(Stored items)
//! Feature builder: raw daily records in, lagged feature rows out.

use super::{FeatureRow, FeatureSet, NEUTRAL_PERCENTILE, NEUTRAL_SIGNED};
use crate::config::FeatureWindows;
use crate::domain::PriceHistory;
use crate::indicators::{
    diff, ewm_of_series, fill_non_finite, lag, Indicator, Rolling, RollingRank, RollingStd, Sma,
};

const PRICE_VS_MA_BOUND: f64 = 1.0;
const ZSCORE_BOUND: f64 = 4.0;
const GRADIENT_GAIN: f64 = 2.0;
const ACCELERATION_GAIN: f64 = 3.0;

/// Raw (unlagged, unfilled) feature series. A value at row t uses rows <= t.
#[derive(Debug, Clone)]
pub struct RawFeatures {
    pub price_vs_ma: Vec<f64>,
    pub valuation_zscore: Vec<f64>,
    pub valuation_gradient: Vec<f64>,
    pub valuation_percentile: Vec<f64>,
    pub valuation_acceleration: Vec<f64>,
    pub valuation_volatility: Vec<f64>,
}

#[derive(Debug, Clone)]
pub struct FeatureBuilder {
    windows: FeatureWindows,
}

impl FeatureBuilder {
    pub fn new(windows: FeatureWindows) -> Self {
        Self { windows }
    }

    /// Compute the causal, unlagged feature series.
    pub fn raw(&self, history: &PriceHistory) -> RawFeatures {
        let w = &self.windows;
        let prices = history.prices();
        let ratios = history.valuation_ratios();

        let ma = Sma::new(w.ma_window, w.ma_min_periods).compute(&prices);
        let price_vs_ma = prices
            .iter()
            .zip(&ma)
            .map(|(p, m)| bounded(p / m - 1.0, PRICE_VS_MA_BOUND))
            .collect();

        let z_mean = Rolling::new(w.zscore_window, w.zscore_min_periods).mean(&ratios);
        let z_std = RollingStd::new(w.zscore_window, w.zscore_min_periods).compute(&ratios);
        let valuation_zscore: Vec<f64> = ratios
            .iter()
            .zip(z_mean.iter().zip(&z_std))
            .map(|(v, (m, s))| bounded((v - m) / s, ZSCORE_BOUND))
            .collect();

        let valuation_gradient = smoothed_tanh(
            &valuation_zscore,
            w.gradient_window,
            GRADIENT_GAIN,
        );
        let valuation_acceleration = smoothed_tanh(
            &valuation_gradient,
            w.acceleration_window,
            ACCELERATION_GAIN,
        );

        let cycle_rank = RollingRank::new(w.percentile_window, w.percentile_min_periods);
        let valuation_percentile = cycle_rank.compute(&ratios);

        let z_dispersion = RollingStd::new(w.volatility_window, w.volatility_min_periods)
            .compute(&valuation_zscore);
        let valuation_volatility = cycle_rank.compute(&z_dispersion);

        RawFeatures {
            price_vs_ma,
            valuation_zscore,
            valuation_gradient,
            valuation_percentile,
            valuation_acceleration,
            valuation_volatility,
        }
    }

    /// Build the full feature set: raw features, one-row lag, then neutral fill.
    pub fn build(&self, history: &PriceHistory) -> FeatureSet {
        let valuation_since = history.first_valuation_date();
        match valuation_since {
            None => tracing::warn!(
                records = history.len(),
                "valuation_ratio absent from the whole history; running price-only signal"
            ),
            Some(first) if first > history.first_date() => tracing::info!(
                %first,
                "valuation_ratio starts late; rows up to {first} use the price-only signal"
            ),
            Some(_) => {}
        }

        let raw = self.raw(history);
        let price_vs_ma = lag_and_fill(&raw.price_vs_ma, NEUTRAL_SIGNED);
        let zscore = lag_and_fill(&raw.valuation_zscore, NEUTRAL_SIGNED);
        let gradient = lag_and_fill(&raw.valuation_gradient, NEUTRAL_SIGNED);
        let percentile = lag_and_fill(&raw.valuation_percentile, NEUTRAL_PERCENTILE);
        let acceleration = lag_and_fill(&raw.valuation_acceleration, NEUTRAL_SIGNED);
        let volatility = lag_and_fill(&raw.valuation_volatility, NEUTRAL_PERCENTILE);

        let rows = (0..history.len())
            .map(|i| {
                FeatureRow::from_lagged(
                    price_vs_ma[i],
                    zscore[i],
                    gradient[i],
                    percentile[i],
                    acceleration[i],
                    volatility[i],
                )
            })
            .collect();
        let dates = history.records().iter().map(|r| r.date).collect();

        FeatureSet::new(dates, rows, valuation_since)
    }
}

/// Clip to `[-bound, bound]`; non-finite inputs stay missing (NaN).
fn bounded(v: f64, bound: f64) -> f64 {
    if v.is_finite() {
        v.clamp(-bound, bound)
    } else {
        f64::NAN
    }
}

/// `tanh(gain * ewm(diff(series, window), span = window))`.
fn smoothed_tanh(series: &[f64], window: usize, gain: f64) -> Vec<f64> {
    ewm_of_series(&diff(series, window), window)
        .into_iter()
        .map(|v| (gain * v).tanh())
        .collect()
}

fn lag_and_fill(series: &[f64], neutral: f64) -> Vec<f64> {
    let mut lagged = lag(series, 1);
    fill_non_finite(&mut lagged, neutral);
    lagged
}
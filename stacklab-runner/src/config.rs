//! Serializable run configuration: model, backtest and validation settings.
//!
//! Loaded from TOML and validated immediately, before any computation.

use chrono::NaiveDate;
use serde::{Deserialize, Serialize};
use stacklab_core::config::{ConfigError, ModelConfig};
use std::path::Path;
use thiserror::Error;

/// Errors from loading or validating a run configuration.
#[derive(Debug, Error)]
pub enum RunConfigError {
    #[error("failed to read config file {path}: {source}")]
    Io {
        path: String,
        #[source]
        source: std::io::Error,
    },

    #[error("failed to parse config: {0}")]
    Parse(#[from] toml::de::Error),

    #[error("model config: {0}")]
    Model(#[from] ConfigError),

    #[error("parameter '{name}' out of range: {value} (expected {expected})")]
    OutOfRange {
        name: &'static str,
        value: String,
        expected: &'static str,
    },
}

/// Backtest window enumeration and aggregation settings.
#[derive(Debug, Clone, Serialize, Deserialize, PartialEq)]
#[serde(default)]
pub struct BacktestConfig {
    /// Calendar days per window.
    pub window_days: usize,
    /// Earliest window start (inclusive). Defaults to the first record.
    pub start_from: Option<NaiveDate>,
    /// Latest window start (inclusive). Defaults to the last feasible start.
    pub start_until: Option<NaiveDate>,
    /// Per-window recency decay for the exponentially weighted percentile.
    pub recency_decay: f64,
    /// Evaluate windows on the rayon thread pool.
    pub parallel: bool,
}

impl Default for BacktestConfig {
    fn default() -> Self {
        Self {
            window_days: 365,
            start_from: None,
            start_until: None,
            recency_decay: 0.999,
            parallel: true,
        }
    }
}

impl BacktestConfig {
    /// Range checks on the window settings alone.
    pub fn validate(&self) -> Result<(), RunConfigError> {
        if self.window_days < 2 {
            return Err(RunConfigError::OutOfRange {
                name: "backtest.window_days",
                value: self.window_days.to_string(),
                expected: ">= 2",
            });
        }
        if !(self.recency_decay > 0.0 && self.recency_decay <= 1.0) {
            return Err(RunConfigError::OutOfRange {
                name: "backtest.recency_decay",
                value: self.recency_decay.to_string(),
                expected: "in (0, 1]",
            });
        }
        if let (Some(from), Some(until)) = (self.start_from, self.start_until) {
            if from > until {
                return Err(RunConfigError::OutOfRange {
                    name: "backtest.start_until",
                    value: until.to_string(),
                    expected: "on or after start_from",
                });
            }
        }
        Ok(())
    }
}

/// BLAKE3 fingerprint of everything that shapes the weights and the windows:
/// the model config and the backtest settings.
pub fn config_fingerprint(model: &ModelConfig, backtest: &BacktestConfig) -> String {
    let mut hasher = blake3::Hasher::new();
    hasher.update(model.fingerprint().as_bytes());
    hasher.update(serde_json::to_string(backtest).unwrap_or_default().as_bytes());
    hasher.finalize().to_hex().to_string()
}

/// Validation protocol settings.
#[derive(Debug, Clone, Serialize, Deserialize, PartialEq)]
#[serde(default)]
pub struct ValidationConfig {
    /// Windows sampled for the sum/floor/future-uniformity check.
    pub sample_windows: usize,
    /// Windows re-evaluated with progressive as-of dates for the locking check.
    pub locking_windows: usize,
    /// Cutoff dates for the leakage check.
    pub leakage_cutoffs: usize,
    /// Seed for all sampling.
    pub seed: u64,
    /// Minimum acceptable backtest win rate.
    pub min_win_rate: f64,
}

impl Default for ValidationConfig {
    fn default() -> Self {
        Self {
            sample_windows: 2000,
            locking_windows: 50,
            leakage_cutoffs: 12,
            seed: 42,
            min_win_rate: 0.5,
        }
    }
}

/// Complete configuration for a run.
#[derive(Debug, Clone, Default, Serialize, Deserialize, PartialEq)]
#[serde(default)]
pub struct RunConfig {
    pub model: ModelConfig,
    pub backtest: BacktestConfig,
    pub validation: ValidationConfig,
}

impl RunConfig {
    pub fn from_toml_str(content: &str) -> Result<Self, RunConfigError> {
        let config: Self = toml::from_str(content)?;
        config.validate()?;
        Ok(config)
    }

    pub fn from_toml_file(path: &Path) -> Result<Self, RunConfigError> {
        let content = std::fs::read_to_string(path).map_err(|source| RunConfigError::Io {
            path: path.display().to_string(),
            source,
        })?;
        Self::from_toml_str(&content)
    }

    pub fn validate(&self) -> Result<(), RunConfigError> {
        self.model.validate()?;
        self.backtest.validate()?;

        if self.backtest.window_days as f64 * self.model.min_weight > 1.0 {
            return Err(RunConfigError::OutOfRange {
                name: "model.min_weight",
                value: self.model.min_weight.to_string(),
                expected: "<= 1 / window_days",
            });
        }

        let v = &self.validation;
        for (name, count) in [
            ("validation.sample_windows", v.sample_windows),
            ("validation.locking_windows", v.locking_windows),
            ("validation.leakage_cutoffs", v.leakage_cutoffs),
        ] {
            if count == 0 {
                return Err(RunConfigError::OutOfRange {
                    name,
                    value: count.to_string(),
                    expected: ">= 1",
                });
            }
        }
        if !(0.0..=1.0).contains(&v.min_win_rate) {
            return Err(RunConfigError::OutOfRange {
                name: "validation.min_win_rate",
                value: v.min_win_rate.to_string(),
                expected: "in [0, 1]",
            });
        }
        Ok(())
    }

    /// Same fingerprint the backtest report carries. Validation sampling
    /// settings are reported separately and are not part of it.
    pub fn fingerprint(&self) -> String {
        config_fingerprint(&self.model, &self.backtest)
    }
}
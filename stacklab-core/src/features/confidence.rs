//! Signal confidence: how strongly the valuation and price signals agree.
//!
//! Each input is oriented so that a positive value means "cheap":
//! `-z`, `0.5 - percentile`, `-price_vs_ma`. Agreement is the absolute sum of
//! their signs over 3; alignment checks that the valuation gradient points the
//! same way as the consensus (a falling valuation confirms "cheap").

const AGREEMENT_WEIGHT: f64 = 0.7;
const ALIGNMENT_WEIGHT: f64 = 0.3;

fn sign(v: f64) -> f64 {
    if v > 0.0 {
        1.0
    } else if v < 0.0 {
        -1.0
    } else {
        0.0
    }
}

/// Agreement score in [0, 1].
pub fn signal_confidence(zscore: f64, percentile: f64, price_vs_ma: f64, gradient: f64) -> f64 {
    let votes = sign(-zscore) + sign(0.5 - percentile) + sign(-price_vs_ma);
    let agreement = votes.abs() / 3.0;

    let direction = sign(-gradient);
    let consensus = sign(votes);
    let alignment = if direction == 0.0 || consensus == 0.0 {
        0.5
    } else if direction == consensus {
        1.0
    } else {
        0.0
    };

    AGREEMENT_WEIGHT * agreement + ALIGNMENT_WEIGHT * alignment
}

● Work to be completed:
Print, exactly as they appear above, the lines running from the one with "let consensus = sign(votes);" through the final line.

● Task result:
    let consensus = sign(votes);
    let alignment = if direction == 0.0 || consensus == 0.0 {
        0.5
    } else if direction == consensus {
        1.0
    } else {
        0.0
    };

    AGREEMENT_WEIGHT * agreement + ALIGNMENT_WEIGHT * alignment
}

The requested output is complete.